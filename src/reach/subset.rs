//! Position sets over the top-level input
//!
//! Sub-multisets are addressed by which input positions they contain, so two
//! equal values at different positions stay distinct and the cache key never
//! depends on how a slice was re-ordered.

/// A set of input positions as a bitmask
#[derive(Debug, Clone, Copy, PartialEq, Eq, Hash, PartialOrd, Ord)]
pub struct Subset(u32);

impl Subset {
    /// Largest input the mask can address
    pub const CAPACITY: usize = 32;

    /// Every position of an input with `len` numbers
    ///
    /// # Panics
    /// Panics in debug mode if `len` exceeds `CAPACITY`
    #[must_use]
    pub fn full(len: usize) -> Self {
        debug_assert!(len <= Self::CAPACITY, "subset capacity exceeded");
        if len >= Self::CAPACITY {
            Self(u32::MAX)
        } else {
            Self((1 << len) - 1)
        }
    }

    /// Number of positions in the set
    #[inline]
    #[must_use]
    pub const fn len(self) -> usize {
        self.0.count_ones() as usize
    }

    #[inline]
    #[must_use]
    pub const fn is_empty(self) -> bool {
        self.0 == 0
    }

    /// The position, if this set holds exactly one
    #[must_use]
    pub const fn single(self) -> Option<usize> {
        if self.0.is_power_of_two() {
            Some(self.0.trailing_zeros() as usize)
        } else {
            None
        }
    }

    /// Positions in this set that are not in `other`
    #[must_use]
    pub const fn without(self, other: Self) -> Self {
        Self(self.0 & !other.0)
    }

    /// Positions in ascending order
    pub fn positions(self) -> impl Iterator<Item = usize> {
        (0..Self::CAPACITY).filter(move |&i| self.0 & (1 << i) != 0)
    }

    /// Values at this set's positions, in input order
    #[must_use]
    pub fn values(self, numbers: &[i64]) -> Vec<i64> {
        self.positions().map(|i| numbers[i]).collect()
    }

    /// Left halves of every split of this set
    ///
    /// Yields each nonempty proper subset holding at most `(len + 1) / 2`
    /// positions. The right half is the complement, see [`Subset::without`].
    /// When `len` is even, both orientations of an equal-size split appear.
    pub fn splits(self) -> Splits {
        Splits {
            mask: self.0,
            next: self.0,
            max_left: self.len().div_ceil(2),
        }
    }
}

/// Iterator over split left halves, walking submasks in descending order
#[derive(Debug, Clone)]
pub struct Splits {
    mask: u32,
    next: u32,
    max_left: usize,
}

impl Iterator for Splits {
    type Item = Subset;

    fn next(&mut self) -> Option<Subset> {
        while self.next != 0 {
            self.next = (self.next - 1) & self.mask;
            let candidate = self.next;
            if candidate != 0
                && candidate != self.mask
                && candidate.count_ones() as usize <= self.max_left
            {
                return Some(Subset(candidate));
            }
        }
        None
    }
}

---

Your assignment: The whole listing above needs to be reproduced exactly.

Solution for this exercise:
filename src/reach/subset.rs
//! Position sets over the top-level input
//!
//! Sub-multisets are addressed by which input positions they contain, so two
//! equal values at different positions stay distinct and the cache key never
//! depends on how a slice was re-ordered.

/// A set of input positions as a bitmask
#[derive(Debug, Clone, Copy, PartialEq, Eq, Hash, PartialOrd, Ord)]
pub struct Subset(u32);

impl Subset {
    /// Largest input the mask can address
    pub const CAPACITY: usize = 32;

    /// Every position of an input with `len` numbers
    ///
    /// # Panics
    /// Panics in debug mode if `len` exceeds `CAPACITY`
    #[must_use]
    pub fn full(len: usize) -> Self {
        debug_assert!(len <= Self::CAPACITY, "subset capacity exceeded");
        if len >= Self::CAPACITY {
            Self(u32::MAX)
        } else {
            Self((1 << len) - 1)
        }
    }

    /// Number of positions in the set
    #[inline]
    #[must_use]
    pub const fn len(self) -> usize {
        self.0.count_ones() as usize
    }

    #[inline]
    #[must_use]
    pub const fn is_empty(self) -> bool {
        self.0 == 0
    }

    /// The position, if this set holds exactly one
    #[must_use]
    pub const fn single(self) -> Option<usize> {
        if self.0.is_power_of_two() {
            Some(self.0.trailing_zeros() as usize)
        } else {
            None
        }
    }

    /// Positions in this set that are not in `other`
    #[must_use]
    pub const fn without(self, other: Self) -> Self {
        Self(self.0 & !other.0)
    }

    /// Positions in ascending order
    pub fn positions(self) -> impl Iterator<Item = usize> {
        (0..Self::CAPACITY).filter(move |&i| self.0 & (1 << i) != 0)
    }

    /// Values at this set's positions, in input order
    #[must_use]
    pub fn values(self, numbers: &[i64]) -> Vec<i64> {
        self.positions().map(|i| numbers[i]).collect()
    }

    /// Left halves of every split of this set
    ///
    /// Yields each nonempty proper subset holding at most `(len + 1) / 2`
    /// positions. The right half is the complement, see [`Subset::without`].
    /// When `len` is even, both orientations of an equal-size split appear.
    pub fn splits(self) -> Splits {
        Splits {
            mask: self.0,
            next: self.0,
            max_left: self.len().div_ceil(2),
        }
    }
}

/// Iterator over split left halves, walking submasks in descending order
#[derive(Debug, Clone)]
pub struct Splits {
    mask: u32,
    next: u32,
    max_left: usize,
}

impl Iterator for Splits {
    type Item = Subset;

    fn next(&mut self) -> Option<Subset> {
        while self.next != 0 {
            self.next = (self.next - 1) & self.mask;
            let candidate = self.next;
            if candidate != 0
                && candidate != self.mask
                && candidate.count_ones() as usize <= self.max_left
            {
                return Some(Subset(candidate));
            }
        }
        None
    }
}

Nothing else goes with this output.